We’re talking about the ecosystem of connected devices known as the Internet of Things (IoT) — objects embedded with sensors, connectivity and often a little bit of intelligence. But the idea we’re exploring goes beyond just smart speakers or thermostats. It’s about smart chairs, smart shoes, smart trash bins, even smart infrastructure: every object in your environment sensing, communicating, adapting.
According to recent estimates, the number of connected IoT devices worldwide is expected to reach ~39 billion by 2030.That means many of the items you currently don’t even think of as “smart” could soon behave like they are.
When objects become smart, life can get smoother in many ways:
- Personalised environments: Your home adapts continuously. The lighting knows when you’re reading vs relaxing; the fridge suggests meals based on what’s inside and your health goals. Smart devices essentially become your assistants.
- Reduced friction: No more turning off lights manually, or forgetting your charger, or having to crawl under the couch for cables.
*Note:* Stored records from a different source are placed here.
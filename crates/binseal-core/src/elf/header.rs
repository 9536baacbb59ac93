//! ELF64 file header parsing and serialisation.

use super::{EI_NIDENT, ELF_MAGIC, ElfError, ElfResult};

/// Indices into the e_ident array.
mod ident {
    pub const EI_CLASS: usize = 4;
    pub const EI_DATA: usize = 5;
}

/// ELF class byte values.
const ELFCLASS64: u8 = 2;

/// Machine type for x86-64.
const EM_X86_64: u16 = 0x3e;

/// Read a little-endian u64 at `offset`. Caller has bounds-checked.
fn read_u64(data: &[u8], offset: usize) -> u64 {
    u64::from_le_bytes([
        data[offset],
        data[offset + 1],
        data[offset + 2],
        data[offset + 3],
        data[offset + 4],
        data[offset + 5],
        data[offset + 6],
        data[offset + 7],
    ])
}

/// ELF data encoding (endianness).
#[derive(Debug, Clone, Copy, PartialEq, Eq)]
#[repr(u8)]
pub enum ElfData {
    /// Little-endian (2's complement)
    Lsb = 1,
    /// Big-endian (2's complement)
    Msb = 2,
}

/// ELF64 file header.
///
/// Field names keep the `e_` prefix so the serialised layout is easy to
/// cross-check against the ELF64 definition.
#[derive(Debug, Clone)]
pub struct Elf64Header {
    /// Identification bytes (magic, class, encoding, ABI).
    pub e_ident: [u8; EI_NIDENT],
    pub e_type: u16,
    pub e_machine: u16,
    pub e_version: u32,
    /// Entry point virtual address.
    pub e_entry: u64,
    /// File offset of the program header table.
    pub e_phoff: u64,
    /// File offset of the section header table.
    pub e_shoff: u64,
    pub e_flags: u32,
    pub e_ehsize: u16,
    pub e_phentsize: u16,
    pub e_phnum: u16,
    pub e_shentsize: u16,
    pub e_shnum: u16,
    /// Index of the section-name string table.
    pub e_shstrndx: u16,
}

impl Elf64Header {
    /// Size of an ELF64 file header in bytes.
    pub const SIZE: usize = 64;

    /// Parse and validate a header from the start of a file image.
    ///
    /// Rejects anything that is not ELF64 / little-endian / x86-64; the
    /// patch toolchain emits x86-64 opcodes and has no business touching
    /// anything else.
    pub fn parse(data: &[u8]) -> ElfResult<Self> {
        if data.len() < Self::SIZE {
            return Err(ElfError::BufferTooSmall {
                needed: Self::SIZE,
                available: data.len(),
            });
        }

        if data[0..4] != ELF_MAGIC {
            return Err(ElfError::InvalidMagic);
        }

        let class = data[ident::EI_CLASS];
        if class != ELFCLASS64 {
            return Err(ElfError::UnsupportedClass(class));
        }

        let encoding = data[ident::EI_DATA];
        if encoding != ElfData::Lsb as u8 {
            return Err(ElfError::UnsupportedEncoding(encoding));
        }

        let e_machine = u16::from_le_bytes([data[18], data[19]]);
        if e_machine != EM_X86_64 {
            return Err(ElfError::UnsupportedMachine(e_machine));
        }

        let mut e_ident = [0u8; EI_NIDENT];
        e_ident.copy_from_slice(&data[0..EI_NIDENT]);

        Ok(Self {
            e_ident,
            e_type: u16::from_le_bytes([data[16], data[17]]),
            e_machine,
            e_version: u32::from_le_bytes([data[20], data[21], data[22], data[23]]),
            e_entry: read_u64(data, 24),
            e_phoff: read_u64(data, 32),
            e_shoff: read_u64(data, 40),
            e_flags: u32::from_le_bytes([data[48], data[49], data[50], data[51]]),
            e_ehsize: u16::from_le_bytes([data[52], data[53]]),
            e_phentsize: u16::from_le_bytes([data[54], data[55]]),
            e_phnum: u16::from_le_bytes([data[56], data[57]]),
            e_shentsize: u16::from_le_bytes([data[58], data[59]]),
            e_shnum: u16::from_le_bytes([data[60], data[61]]),
            e_shstrndx: u16::from_le_bytes([data[62], data[63]]),
        })
    }

    /// Serialise back to the 64-byte on-disk representation.
    pub fn to_bytes(&self) -> [u8; Self::SIZE] {
        let mut bytes = [0u8; Self::SIZE];
        bytes[0..EI_NIDENT].copy_from_slice(&self.e_ident);
        bytes[16..18].copy_from_slice(&self.e_type.to_le_bytes());
        bytes[18..20].copy_from_slice(&self.e_machine.to_le_bytes());
        bytes[20..24].copy_from_slice(&self.e_version.to_le_bytes());
        bytes[24..32].copy_from_slice(&self.e_entry.to_le_bytes());
        bytes[32..40].copy_from_slice(&self.e_phoff.to_le_bytes());
        bytes[40..48].copy_from_slice(&self.e_shoff.to_le_bytes());
        bytes[48..52].copy_from_slice(&self.e_flags.to_le_bytes());
        bytes[52..54].copy_from_slice(&self.e_ehsize.to_le_bytes());
        bytes[54..56].copy_from_slice(&self.e_phentsize.to_le_bytes());
        bytes[56..58].copy_from_slice(&self.e_phnum.to_le_bytes());
        bytes[58..60].copy_from_slice(&self.e_shentsize.to_le_bytes());
        bytes[60..62].copy_from_slice(&self.e_shnum.to_le_bytes());
        bytes[62..64].copy_from_slice(&self.e_shstrndx.to_le_bytes());
        bytes
    }

    /// Rewrite the declared data encoding byte.
    ///
    /// The stripper flips this to big-endian as an obfuscation: there is no
    /// big-endian x86-64, the kernel loader ignores the byte, but analysis
    /// tools trip over it.
    pub fn set_data_encoding(&mut self, encoding: ElfData) {
        self.e_ident[ident::EI_DATA] = encoding as u8;
    }
}
//! Stripping a patched binary down to a single-segment blob.
//!
//! The final binary needs nothing but its code: the output is the
//! original ELF header, one program header, and the raw bytes of the
//! section containing the entry point, back to back. The section header
//! table disappears entirely and two header fields are left deliberately
//! wrong (`e_shentsize = 0xFFFF`, `EI_DATA` flipped to big-endian); the
//! kernel loader ignores both, analysis tools often do not.

use std::io::Write as _;
use std::path::Path;

use crate::elf::image::ElfImage;
use crate::elf::program::Elf64ProgramHeader;
use crate::elf::{Elf64Header, ElfData};
use crate::error::Result;

const TARGET: &str = "action.strip-binary";

/// Write the minimal single-segment rendition of `image` to `out_path`.
pub fn strip_binary(image: &ElfImage, out_path: &Path) -> Result<()> {
    log::info!(
        target: TARGET,
        "stripping binary '{}'",
        image.path().display()
    );

    let entry = image.entry_va();
    let section = image.section_containing(entry)?;
    let entry_offset = entry - section.start();
    let segment = image.segment_containing(entry)?;

    let mut header = image.header().clone();
    let mut load = segment.clone();

    // One program header, placed immediately after the ELF header.
    header.e_phnum = 1;
    header.e_phoff = Elf64Header::SIZE as u64;

    // Nuke the section headers.
    header.e_shentsize = 0xffff; // absurd on purpose
    header.e_shnum = 0;
    header.e_shoff = 0;
    header.e_shstrndx = 0;

    // There is no big-endian x86-64; this only exists to upset tooling.
    header.set_data_encoding(ElfData::Msb);

    let payload_start = header.e_phoff + Elf64ProgramHeader::SIZE as u64;
    header.e_entry = load.p_vaddr + payload_start + entry_offset;

    load.p_offset = 0;
    load.p_filesz = payload_start + section.header.sh_size;
    load.p_memsz = load.p_filesz;

    let mut output = Vec::with_capacity(load.p_filesz as usize);
    output.extend_from_slice(&header.to_bytes());
    output.extend_from_slice(&load.to_bytes());
    output.extend_from_slice(image.section_bytes(&section));

    let directory = out_path.parent().unwrap_or_else(|| Path::new("."));
    let mut file = tempfile::NamedTempFile::new_in(directory)?;
    file.write_all(&output)?;
    file.persist(out_path).map_err(|err| err.error)?;

    log::info!(
        target: TARGET,
        "stripped binary written to '{}' ({} bytes, entry {:#018x})",
        out_path.display(),
        output.len(),
        header.e_entry
    );
    Ok(())
}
Smart objects can anticipate your needs.
- Resource efficiency: Smart infrastructure means better energy use, less waste. Smart cities use data from “things” to optimise traffic flow, waste collection, water management.
- New business & lifestyle opportunities: Imagine renting smart furniture that monitors wear, or clothes that adapt to weather, or even household items that order their own replacements before breaking. The “everything smart” world opens fresh models.
Of course, having every object connected and intelligent brings serious caveats.
- Data & surveillance: With smart objects, you’re generating data everywhere. What happens to that data? Who owns it? How is it used? Objects that “know” a lot about you can also become tools of tracking.
- Security vulnerability: When many devices are online, each one is a potential entry point for hackers. IoT devices have historically been weak links.
- Loss of interface simplicity: A toaster with a 10-step menu might sound silly, but smart objects can become overly complex or require maintenance, updates, network, power.
- Dependency & failure modes: What if the smart system fails? If your “smart” fridge refuses to open because of a connectivity bug, that’s more than an annoyance.
- Equity & exclusion: Will everyone have access? Or will smart-everythings widen the digital divide?
Here’s how your day might unfold:
- 07:00 — Your smart bed detects you’ve tossed and turned, nudges the mattress to a softer setting and quietly wakes you five minutes earlier than your alarm to prevent grogginess.
- Breakfast — The smart coffee machine scans the light outside and presumes you’ll prefer a strong brew today; your fridge tells your phone you’re out of oat milk, and your kitchen shelf prompts a reminder to order more via voice.
- Commuting — Your car is connected to your schedule, says you’re running late; the road sensors ahead suggest a faster alternate route and your seat adjusts your posture for the longer drive.
- Office/home-office — Objects in your workspace adjust lighting to reduce strain; the chair senses posture and suggests micro-breaks; the printer pre-emptively orders ink because the sensor noticed low levels.
- Evening — At dinner your smart plate recognises portion size, logs it to your nutrition app, your smart wardrobe proposes clothes based on tomorrow’s weather, and your home hub dims lights and picks soft music automatically.
This scenario may sound futuristic but many of the building blocks are already in place. The difference is scale and ubiquity.
- Who controls the system? With every object able to “talk”, who sets the rules? Do you? The manufacturer? A service provider?
- Interoperability & standardisation: When all-things-smart means many different brands and platforms, will they all work together cleanly? Fragmentation could kill the promise.
- Privacy by design: How do we embed strong protection so that smart-objects don’t become surveillance devices?
- Ethics & autonomy: If the chair suggests you sit differently, is that helpful or intrusive? If the fridge decides what you eat, is that service or manipulation?
- Resilience: How does the system degrade gracefully when connectivity fails or a device malfunctions? Real-world “smart” systems must be robust.
When every object around you becomes smart, the world becomes responsive — it watches, learns, adapts. This can be empowering: more convenience, less effort, richer experiences. But it also demands that we pay attention: to how our data is used, to our dependence on systems, and to designing these “smart” objects in a way that preserves autonomy, choice and fairness.
In short: the future where “everything” is smart could be wonderful, if we build it thoughtfully. And if we let you remain the master, not the object.